_INPUT RECORDS_:
// Copyright 2025 eraflo
//
// Licensed under the Apache License, Version 2.0 (the "License");
// you may not use this file except in compliance with the License.
// You may obtain a copy of the License at
//
//     http://www.apache.org/licenses/LICENSE-2.0
//
// Unless required by applicable law or agreed to in writing, software
// distributed under the License is distributed on an "AS IS" BASIS,
// WITHOUT WARRANTIES OR CONDITIONS OF ANY KIND, either express or implied.
// See the License for the specific language governing permissions and
// limitations under the License.

use std::sync::atomic::{AtomicI64, Ordering};
use std::sync::Arc;

/// A signed event counter. Cloning shares the count.
#[derive(Debug, Clone, Default)]
pub struct Counter {
    value: Arc<AtomicI64>,
}

impl Counter {
    /// Creates a counter at zero.
    pub fn new() -> Self {
        Self::default()
    }

    /// Increments the counter by `n`.
    pub fn inc(&self, n: i64) {
        self.value.fetch_add(n, Ordering::Relaxed);
    }

    /// Decrements the counter by `n`.
    pub fn dec(&self, n: i64) {
        self.value.fetch_sub(n, Ordering::Relaxed);
    }

    /// Returns the current count.
    pub fn count(&self) -> i64 {
        self.value.load(Ordering::Relaxed)
    }

    /// Resets the counter to zero.
    pub fn clear(&self) {
        self.value.store(0, Ordering::Relaxed);
    }
}

#[cfg(test)]
mod tests {
    use super::*;

    #[test]
    fn test_counter_inc_dec_clear() {
        let c = Counter::new();
        c.inc(5);
        c.inc(2);
        c.dec(3);
        assert_eq!(c.count(), 4);
        c.clear();
        assert_eq!(c.count(), 0);
    }

    #[test]
    fn test_counter_clone_shares_count() {
        let c = Counter::new();
        let c2 = c.clone();
        c.inc(1);
        c2.inc(1);
        assert_eq!(c.count(), 2);
    }
}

_WHAT YOU SHOULD DO_: Number of lines above with the word "Relaxed": supply it alone.

_RESULT OF THE EXERCISE_: 4